Records from a collection
use std::io;
use std::path::PathBuf;

/// Errors produced by loading, saving and strict-mode transformations.
///
/// The lenient transformation entry points never return these; they leave the
/// grid untouched instead.
#[derive(Debug, thiserror::Error)]
pub enum Error {
    #[error("failed to open {}: {source}", path.display())]
    Io {
        path: PathBuf,
        #[source]
        source: io::Error,
    },
    #[error("failed to decode {}: {source}", path.display())]
    Decode {
        path: PathBuf,
        #[source]
        source: image::ImageError,
    },
    #[error("failed to encode {}: {source}", path.display())]
    Encode {
        path: PathBuf,
        #[source]
        source: image::ImageError,
    },
    #[error("cannot save a {width}x{height} grid")]
    EmptyGrid { width: usize, height: usize },
    #[error("a {width}x{height} grid exceeds the largest encodable image")]
    GridTooLarge { width: usize, height: usize },
    #[error("row {row} has {actual} pixels, expected {expected}")]
    RaggedRows {
        row: usize,
        expected: usize,
        actual: usize,
    },
    #[error("rotation of {degrees} degrees is not a positive multiple of 90")]
    InvalidRotation { degrees: i32 },
    #[error(
        "scale {height_scale}x{width_scale} does not evenly divide a grid of {height} rows and {width} columns"
    )]
    InvalidScale {
        height_scale: i32,
        width_scale: i32,
        height: usize,
        width: usize,
    },
    #[error(
        "patch of {patch_height}x{patch_width} at ({start_row}, {start_column}) does not fit a grid of {height} rows and {width} columns"
    )]
    PatchOutOfBounds {
        start_row: i32,
        start_column: i32,
        patch_height: usize,
        patch_width: usize,
        height: usize,
        width: usize,
    },
    #[error("invalid operation `{input}`: {reason}")]
    InvalidOperation { input: String, reason: String },
}

pub type Result<T> = std::result::Result<T, Error>;
//! Clockwise rotation in 90-degree increments.
//!
//! A single clockwise quarter turn maps an `R×C` source onto a `C×R`
//! destination with `dst[j][R-1-i] = src[i][j]`. Repeated turns are folded
//! modulo 4 and performed as one coordinate remapping, which gives the same
//! grid as applying the quarter turn repeatedly.

use log::debug;

use crate::error::{Error, Result};
use crate::grid::Grid;

const QUARTER_TURN_DEGREES: i32 = 90;

/// Net clockwise rotation after folding whole turns modulo 4.
///
/// ```text
/// Up            Right (90)    Down (180)    Left (270)
/// ┌───────┐     ┌───────┐     ┌───────┐     ┌───────┐
/// │ 1   2 │     │ 3   1 │     │ 4   3 │     │ 2   4 │
/// │       │     │       │     │       │     │       │
/// │ 3   4 │     │ 4   2 │     │ 2   1 │     │ 1   3 │
/// └───────┘     └───────┘     └───────┘     └───────┘
/// ```
#[derive(Copy, Clone, Debug, PartialEq, Eq)]
pub enum Rotation90 {
    Up,
    Right,
    Down,
    Left,
}

impl Rotation90 {
    /// Folds a number of clockwise quarter turns.
    pub fn from_quarter_turns(turns: u32) -> Self {
        match turns % 4 {
            0 => Rotation90::Up,
            1 => Rotation90::Right,
            2 => Rotation90::Down,
            _ => Rotation90::Left,
        }
    }

    fn swaps_dimensions(self) -> bool {
        matches!(self, Rotation90::Right | Rotation90::Left)
    }
}

/// Clockwise rotation operator for multiples of 90 degrees.
///
/// Degrees that are zero, negative, or not a multiple of 90 leave the grid
/// unchanged. [`try_apply`] reports those cases as [`Error::InvalidRotation`]
/// instead.
///
/// [`try_apply`]: OpRotate90::try_apply
#[derive(Copy, Clone, Debug, Default)]
pub struct OpRotate90 {
    degrees: i32,
}

impl OpRotate90 {
    pub fn new(degrees: i32) -> Self {
        Self { degrees }
    }

    pub fn set_degrees(&mut self, degrees: i32) -> &mut Self {
        self.degrees = degrees;
        self
    }

    pub fn degrees(&self) -> i32 {
        self.degrees
    }

    /// Number of clockwise quarter turns, or `None` when the rotation is a no-op.
    pub fn quarter_turns(&self) -> Option<u32> {
        if self.degrees == 0 || self.degrees % QUARTER_TURN_DEGREES != 0 {
            return None;
        }
        // Negative multiples never enter the turn loop.
        u32::try_from(self.degrees / QUARTER_TURN_DEGREES).ok()
    }

    /// Net rotation after folding, or `None` when the rotation is a no-op.
    pub fn rotation(&self) -> Option<Rotation90> {
        self.quarter_turns().map(Rotation90::from_quarter_turns)
    }

    /// Returns the output `(width, height)` for `src`.
    pub fn compute_output_dimensions(&self, src: &Grid) -> (usize, usize) {
        match self.rotation() {
            Some(rotation) if rotation.swaps_dimensions() => (src.height(), src.width()),
            _ => (src.width(), src.height()),
        }
    }

    /// Returns the rotated grid. A no-op rotation returns a copy of `original`.
    pub fn apply(&self, original: &Grid) -> Grid {
        let Some(rotation) = self.rotation() else {
            debug!("rotate: skipping {} degrees", self.degrees);
            return original.clone();
        };
        if rotation == Rotation90::Up {
            return original.clone();
        }

        let (out_w, out_h) = self.compute_output_dimensions(original);
        let mut result = Grid::new(out_w, out_h);
        remap(original, &mut result, rotation);
        result
    }

    /// Like [`apply`](OpRotate90::apply) but rejects no-op degrees.
    pub fn try_apply(&self, original: &Grid) -> Result<Grid> {
        if self.quarter_turns().is_none() {
            return Err(Error::InvalidRotation {
                degrees: self.degrees,
            });
        }
        Ok(self.apply(original))
    }

    /// Writes the rotation into `dst`, which must already have the output dimensions.
    /// `dst` is left untouched when the rotation is a no-op or the sizes disagree.
    pub fn apply_to_preallocated(&self, original: &Grid, dst: &mut Grid) {
        let (out_w, out_h) = self.compute_output_dimensions(original);
        if dst.width() != out_w || dst.height() != out_h {
            return;
        }
        match self.rotation() {
            None => {}
            Some(Rotation90::Up) => dst.clone_from(original),
            Some(rotation) => remap(original, dst, rotation),
        }
    }
}

fn remap(original: &Grid, dst: &mut Grid, rotation: Rotation90) {
    let max_col = dst.width().saturating_sub(1);
    let max_row = dst.height().saturating_sub(1);

    for row in 0..dst.height() {
        for col in 0..dst.width() {
            let (orig_row, orig_col) = get_original_coordinates(row, col, max_row, max_col, rotation);
            *dst.pixel_mut(row, col) = original.pixel(orig_row, orig_col);
        }
    }
}

/// Maps a destination `(row, col)` back to its source `(row, col)`.
fn get_original_coordinates(
    row: usize,
    col: usize,
    max_row: usize,
    max_col: usize,
    rotation: Rotation90,
) -> (usize, usize) {
    match rotation {
        Rotation90::Up => (row, col),
        Rotation90::Right => (max_col - col, row),
        Rotation90::Down => (max_row - row, max_col - col),
        Rotation90::Left => (col, max_row - row),
    }
}
//! Loading and saving grids as image files.
//!
//! - `ImageStore`: the load/save seam the editor talks to.
//! - `FileStore`: decodes any format the `image` crate recognizes (sniffed from
//!   content) and always encodes RGB PNG.
//!
//! Grid cell `[row][col]` is the image pixel at `x = col`, `y = row`.

use std::path::Path;

use image::{ColorType, ImageFormat, ImageReader, Rgb, RgbImage};
use log::{debug, warn};

use crate::error::{Error, Result};
use crate::grid::Grid;
use crate::pixel::Pixel;

/// Source of grids and sink for edited grids.
pub trait ImageStore {
    fn load(&self, path: &Path) -> Result<Grid>;
    fn save(&self, grid: &Grid, path: &Path) -> Result<()>;
}

/// [`ImageStore`] backed by image files on disk.
#[derive(Copy, Clone, Debug, Default)]
pub struct FileStore;

impl ImageStore for FileStore {
    fn load(&self, path: &Path) -> Result<Grid> {
        open(path)
    }

    fn save(&self, grid: &Grid, path: &Path) -> Result<()> {
        save(grid, path)
    }
}

/// Decodes an image file into a grid, discarding alpha.
///
/// Sources that are not 8-bit RGB or RGBA are converted with a warning.
pub fn open(path: &Path) -> Result<Grid> {
    let reader = ImageReader::open(path)
        .and_then(|reader| reader.with_guessed_format())
        .map_err(|source| Error::Io {
            path: path.to_path_buf(),
            source,
        })?;
    let decoded = reader.decode().map_err(|source| Error::Decode {
        path: path.to_path_buf(),
        source,
    })?;

    let color = decoded.color();
    if !is_supported_color(color) {
        warn!(
            "{}: {color:?} images are not supported directly; converting to RGB",
            path.display()
        );
    }

    let rgb = decoded.into_rgb8();
    let width = rgb.width() as usize;
    let height = rgb.height() as usize;
    let mut grid = Grid::new(width, height);
    for (x, y, &Rgb(channels)) in rgb.enumerate_pixels() {
        *grid.pixel_mut(y as usize, x as usize) = Pixel::from(channels);
    }
    debug!("loaded {}: {width}x{height}", path.display());
    Ok(grid)
}

/// Returns true for the color types that load without conversion.
pub fn is_supported_color(color: ColorType) -> bool {
    matches!(color, ColorType::Rgb8 | ColorType::Rgba8)
}

/// Encodes a grid as an RGB PNG, regardless of the file extension.
pub fn save(grid: &Grid, path: &Path) -> Result<()> {
    let (Ok(width), Ok(height)) = (u32::try_from(grid.width()), u32::try_from(grid.height()))
    else {
        return Err(Error::GridTooLarge {
            width: grid.width(),
            height: grid.height(),
        });
    };
    if grid.is_empty() {
        return Err(Error::EmptyGrid {
            width: grid.width(),
            height: grid.height(),
        });
    }

    let image = RgbImage::from_fn(width, height, |x, y| {
        Rgb(grid.pixel(y as usize, x as usize).channels())
    });
    image
        .save_with_format(path, ImageFormat::Png)
        .map_err(|source| Error::Encode {
            path: path.to_path_buf(),
            source,
        })?;
    debug!(
        "saved {}: {}x{}",
        path.display(),
        grid.width(),
        grid.height()
    );
    Ok(())
}
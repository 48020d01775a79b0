//! Block-mean downsampling.
//!
//! Each output pixel is the per-channel mean of a `height_scale × width_scale`
//! block of source pixels, truncated toward zero. Every source pixel is read
//! exactly once.

use log::debug;

use crate::error::{Error, Result};
use crate::grid::Grid;
use crate::pixel::Pixel;

/// Downsampling operator with independent row and column factors.
///
/// Scales below 1, or scales that do not evenly divide the grid, leave the
/// grid unchanged. [`try_apply`] reports those cases as
/// [`Error::InvalidScale`] instead.
///
/// [`try_apply`]: OpDownSample::try_apply
#[derive(Copy, Clone, Debug)]
pub struct OpDownSample {
    height_scale: i32,
    width_scale: i32,
}

impl Default for OpDownSample {
    fn default() -> Self {
        Self {
            height_scale: 1,
            width_scale: 1,
        }
    }
}

impl OpDownSample {
    pub fn new(height_scale: i32, width_scale: i32) -> Self {
        Self {
            height_scale,
            width_scale,
        }
    }

    pub fn set_scales(&mut self, height_scale: i32, width_scale: i32) -> &mut Self {
        self.height_scale = height_scale;
        self.width_scale = width_scale;
        self
    }

    /// Returns the `(height_scale, width_scale)` pair as unsigned factors if
    /// both evenly divide `src`.
    fn factors_for(&self, src: &Grid) -> Option<(usize, usize)> {
        let hs = usize::try_from(self.height_scale).ok().filter(|&s| s >= 1)?;
        let ws = usize::try_from(self.width_scale).ok().filter(|&s| s >= 1)?;
        if src.height() % hs != 0 || src.width() % ws != 0 {
            return None;
        }
        Some((hs, ws))
    }

    /// Returns true if applying to `src` would change it.
    pub fn is_applicable(&self, src: &Grid) -> bool {
        self.factors_for(src).is_some()
    }

    /// Returns the output `(width, height)`, or `None` when the scales do not fit `src`.
    pub fn compute_output_dimensions(&self, src: &Grid) -> Option<(usize, usize)> {
        self.factors_for(src)
            .map(|(hs, ws)| (src.width() / ws, src.height() / hs))
    }

    /// Returns the downsampled grid, or a copy of `original` when the scales do not fit.
    pub fn apply(&self, original: &Grid) -> Grid {
        match self.compute_output_dimensions(original) {
            Some((out_w, out_h)) => {
                let mut result = Grid::new(out_w, out_h);
                self.apply_to_preallocated(original, &mut result);
                result
            }
            None => {
                debug!(
                    "down_sample: skipping {}x{} on {}x{} grid",
                    self.height_scale,
                    self.width_scale,
                    original.height(),
                    original.width()
                );
                original.clone()
            }
        }
    }

    /// Like [`apply`](OpDownSample::apply) but rejects scales that do not fit.
    pub fn try_apply(&self, original: &Grid) -> Result<Grid> {
        if !self.is_applicable(original) {
            return Err(Error::InvalidScale {
                height_scale: self.height_scale,
                width_scale: self.width_scale,
                height: original.height(),
                width: original.width(),
            });
        }
        Ok(self.apply(original))
    }

    /// Writes block means into `dst`, which must already have the output dimensions.
    /// `dst` is left untouched when the scales do not fit or the sizes disagree.
    pub fn apply_to_preallocated(&self, original: &Grid, dst: &mut Grid) {
        let Some((hs, ws)) = self.factors_for(original) else {
            return;
        };
        if dst.width() * ws != original.width() || dst.height() * hs != original.height() {
            return;
        }

        let count = (hs * ws) as u64;
        for k in 0..dst.height() {
            for l in 0..dst.width() {
                let mut sums = [0u64; 3];
                for row in k * hs..(k + 1) * hs {
                    for pixel in &original.row(row)[l * ws..(l + 1) * ws] {
                        for (sum, channel) in sums.iter_mut().zip(pixel.channels()) {
                            *sum += channel as u64;
                        }
                    }
                }
                let [r, g, b] = sums.map(|sum| (sum / count) as u8);
                *dst.pixel_mut(k, l) = Pixel::new(r, g, b);
            }
        }
    }
}

#[cfg(test)]
mod tests {
    use super::*;

    #[test]
    fn test_output_dimensions() {
        let src = Grid::new(6, 4);
        assert_eq!(OpDownSample::new(2, 3).compute_output_dimensions(&src), Some((2, 2)));
        assert_eq!(OpDownSample::new(4, 6).compute_output_dimensions(&src), Some((1, 1)));
        assert_eq!(OpDownSample::new(1, 1).compute_output_dimensions(&src), Some((6, 4)));
        assert_eq!(OpDownSample::new(3, 2).compute_output_dimensions(&src), None);
        assert_eq!(OpDownSample::new(0, 2).compute_output_dimensions(&src), None);
        assert_eq!(OpDownSample::new(2, -1).compute_output_dimensions(&src), None);
    }

    #[test]
    fn test_uniform_block_keeps_color() {
        let color = Pixel::new(200, 17, 3);
        let src = Grid::filled(6, 4, color);
        let dst = OpDownSample::new(2, 3).apply(&src);
        assert_eq!(dst, Grid::filled(2, 2, color));
    }

    #[test]
    fn test_mean_truncates() {
        let src = Grid::from_rows(&[
            [Pixel::new(0, 10, 255), Pixel::new(1, 11, 254)],
            [Pixel::new(1, 10, 254), Pixel::new(1, 10, 254)],
        ])
        .expect("rectangular");
        let dst = OpDownSample::new(2, 2).apply(&src);
        // (0+1+1+1)/4 = 0, (10+11+10+10)/4 = 10, (255+254*3)/4 = 254
        assert_eq!(dst, Grid::filled(1, 1, Pixel::new(0, 10, 254)));
    }

    #[test]
    fn test_blocks_are_independent() {
        let a = Pixel::new(10, 20, 30);
        let b = Pixel::new(30, 40, 50);
        let src = Grid::from_rows(&[[a, a, b, b], [a, a, b, b]]).expect("rectangular");
        let dst = OpDownSample::new(2, 2).apply(&src);
        assert_eq!(dst, Grid::from_rows(&[[a, b]]).expect("rectangular"));

        let dst = OpDownSample::new(1, 4).apply(&src);
        let mid = Pixel::new(20, 30, 40);
        assert_eq!(dst, Grid::from_rows(&[[mid], [mid]]).expect("rectangular"));
    }

    #[test]
    fn test_invalid_scales_leave_grid_unchanged() {
        let src = Grid::from_rows(&[[Pixel::new(1, 2, 3), Pixel::new(4, 5, 6), Pixel::WHITE]])
            .expect("rectangular");
        for (hs, ws) in [(0, 1), (1, 0), (-1, 1), (1, 2), (2, 1)] {
            assert_eq!(OpDownSample::new(hs, ws).apply(&src), src, "scales = {hs}x{ws}");
            assert!(matches!(
                OpDownSample::new(hs, ws).try_apply(&src),
                Err(Error::InvalidScale { .. })
            ));
        }
    }

    #[test]
    fn test_set_scales_reconfigures() {
        let src = Grid::filled(4, 2, Pixel::WHITE);
        let mut op = OpDownSample::default();
        assert_eq!(op.apply(&src), src);

        op.set_scales(2, 4);
        assert_eq!(op.compute_output_dimensions(&src), Some((1, 1)));
        assert_eq!(op.apply(&src), Grid::filled(1, 1, Pixel::WHITE));

        assert!(!op.set_scales(3, 1).is_applicable(&src));
    }

    #[test]
    fn test_empty_grid() {
        let src = Grid::new_empty();
        let dst = OpDownSample::new(2, 2).apply(&src);
        assert_eq!(dst, src);
    }
}
use crate::{error::MlError, tensor::Tensor};
use serde::{Deserialize, Serialize};

/// Closed box `[low, high]` of admissible actions.
#[derive(Clone, Debug, PartialEq, Serialize, Deserialize)]
pub struct ActionSpace {
    low: Vec<f32>,
    high: Vec<f32>,
}

impl ActionSpace {
    /// # Errors
    ///
    /// Returns [`MlError::InvalidBounds`] if the bounds are empty, differ in
    /// length, are not finite, or `low > high` in any dimension.
    pub fn new(low: Vec<f32>, high: Vec<f32>) -> Result<Self, MlError> {
        if low.is_empty() {
            return Err(MlError::InvalidBounds("action space has no dimensions".into()));
        }
        if low.len() != high.len() {
            return Err(MlError::InvalidBounds(format!(
                "low has {} entries, high has {}",
                low.len(),
                high.len()
            )));
        }
        for (d, (l, h)) in low.iter().zip(&high).enumerate() {
            if !l.is_finite() || !h.is_finite() {
                return Err(MlError::InvalidBounds(format!("dimension {d} is not finite")));
            }
            if l > h {
                return Err(MlError::InvalidBounds(format!("dimension {d}: low {l} > high {h}")));
            }
            if !(h - l).is_finite() {
                return Err(MlError::InvalidBounds(format!("dimension {d}: width of [{l}, {h}] overflows")));
            }
        }
        Ok(Self { low, high })
    }

    /// Symmetric box `[-limit, limit]^dim`.
    ///
    /// # Errors
    ///
    /// See [`ActionSpace::new`].
    pub fn symmetric(limit: f32, dim: usize) -> Result<Self, MlError> {
        Self::new(vec![-limit; dim], vec![limit; dim])
    }

    #[must_use]
    pub fn low(&self) -> &[f32] {
        &self.low
    }

    #[must_use]
    pub fn high(&self) -> &[f32] {
        &self.high
    }

    #[must_use]
    pub fn dim(&self) -> usize {
        self.low.len()
    }

    #[must_use]
    pub fn contains(&self, action: &[f32]) -> bool {
        action.len() == self.dim()
            && action
                .iter()
                .zip(self.low.iter().zip(&self.high))
                .all(|(a, (l, h))| l <= a && a <= h)
    }

}

/// Batched reward function of an environment.
///
/// Given `[n, ob_dim]` observations and `[n, ac_dim]` actions, returns `n`
/// rewards and `n` termination flags. Must not depend on hidden state.
pub trait RewardOracle: Send + Sync {
    fn get_reward(&self, obs: &Tensor, acs: &Tensor) -> (Vec<f32>, Vec<bool>);
}

/// Reinforcement learning environment trait.
///
/// Each call to [`step`] advances the simulation by one action and returns
/// the new observation vector, a reward signal, and whether the episode has
/// terminated.
///
/// [`step`]: Env::step
pub trait Env {
    /// Returns `(obs, reward, done)`.
    fn step(&mut self, action: &[f32]) -> (Vec<f32>, f32, bool);

    /// Reset the environment to its starting state and return the initial
    /// observation vector.
    fn reset(&mut self) -> Vec<f32>;

    /// Size of the observation vector.
    fn obs_size(&self) -> usize;

    fn action_space(&self) -> ActionSpace;
}
use ml::{ActionSpace, Tensor};
use rand::{distributions::Uniform, rngs::StdRng, Rng, SeedableRng};

/// Source of candidate action sequences.
pub trait SequenceSampler: Send {
    /// Returns a `[num_sequences, horizon, ac_dim]` tensor.
    fn sample(&mut self, num_sequences: usize, horizon: usize) -> Tensor;
}

/// Draws every action element independently from `U[low_d, high_d]`.
pub struct UniformSampler {
    dists: Vec<Uniform<f32>>,
    rng: StdRng,
}

impl UniformSampler {
    #[must_use]
    pub fn new(space: &ActionSpace, rng: StdRng) -> Self {
        let dists = space
            .low()
            .iter()
            .zip(space.high())
            .map(|(&l, &h)| Uniform::new_inclusive(l, h))
            .collect();
        Self { dists, rng }
    }

    #[must_use]
    pub fn seeded(space: &ActionSpace, seed: u64) -> Self {
        Self::new(space, StdRng::seed_from_u64(seed))
    }

    #[must_use]
    pub fn from_entropy(space: &ActionSpace) -> Self {
        Self::new(space, StdRng::from_entropy())
    }
}

impl SequenceSampler for UniformSampler {
    fn sample(&mut self, num_sequences: usize, horizon: usize) -> Tensor {
        let ac_dim = self.dists.len();
        let mut data = Vec::with_capacity(num_sequences * horizon * ac_dim);
        for _ in 0..num_sequences * horizon {
            for dist in &self.dists {
                data.push(self.rng.sample(dist));
            }
        }
        Tensor::from_vec(vec![num_sequences, horizon, ac_dim], data)
    }
}
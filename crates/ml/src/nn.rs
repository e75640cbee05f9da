use crate::tensor::Tensor;

/// A fully connected layer.
#[derive(Clone, Debug)]
pub struct Dense {
    /// Weight matrix, `[out_dim, in_dim]`.
    pub w: Tensor,
    /// Bias vector, `[out_dim]`.
    pub b: Tensor,
    pub in_dim: usize,
    pub out_dim: usize,
}

impl Dense {
    /// Creates a new `Dense` layer with the given weights and biases.
    ///
    /// # Panics
    ///
    /// Panics if `weights.len() != in_d * out_d` or `bias.len() != out_d`.
    #[must_use]
    pub fn new(weights: Vec<f32>, bias: Vec<f32>, in_d: usize, out_d: usize) -> Self {
        assert_eq!(weights.len(), in_d * out_d);
        assert_eq!(bias.len(), out_d);
        Self {
            w: Tensor::from_vec(vec![out_d, in_d], weights),
            b: Tensor::from_vec(vec![out_d], bias),
            in_dim: in_d,
            out_dim: out_d,
        }
    }

    /// Glorot-uniform weights, zero bias.
    #[must_use]
    pub fn random(in_d: usize, out_d: usize, seed: u64) -> Self {
        let rng = fastrand::Rng::with_seed(seed);
        let limit = (6.0 / (in_d + out_d) as f32).sqrt();
        let weights = (0..in_d * out_d)
            .map(|_| rng.f32() * 2.0 * limit - limit)
            .collect();
        let bias = vec![0.0; out_d];
        Self::new(weights, bias, in_d, out_d)
    }

    /// Applies the layer to every row of an `[n, in_dim]` batch.
    ///
    /// # Panics
    ///
    /// Panics if the batch width is not `in_dim`.
    #[must_use]
    pub fn forward(&self, x: &Tensor) -> Tensor {
        assert_eq!(x.cols(), self.in_dim, "dense input width");
        let n = x.rows();
        let mut y = vec![0f32; n * self.out_dim];
        for r in 0..n {
            let input = x.row(r);
            for o in 0..self.out_dim {
                let weights = &self.w.data[o * self.in_dim..(o + 1) * self.in_dim];
                let sum: f32 = weights.iter().zip(input).map(|(w, v)| w * v).sum();
                y[r * self.out_dim + o] = sum + self.b.data[o];
            }
        }
        Tensor::from_vec(vec![n, self.out_dim], y)
    }
}

#[must_use]
pub fn tanh(x: &Tensor) -> Tensor {
    Tensor::from_vec(x.shape.clone(), x.data.iter().map(|v| v.tanh()).collect())
}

YOUR OBJECTIVE
In the entries above, some lines may contain the string "open"; report how many, without additional comment.

SOLUTION FOR THIS PROBLEM
4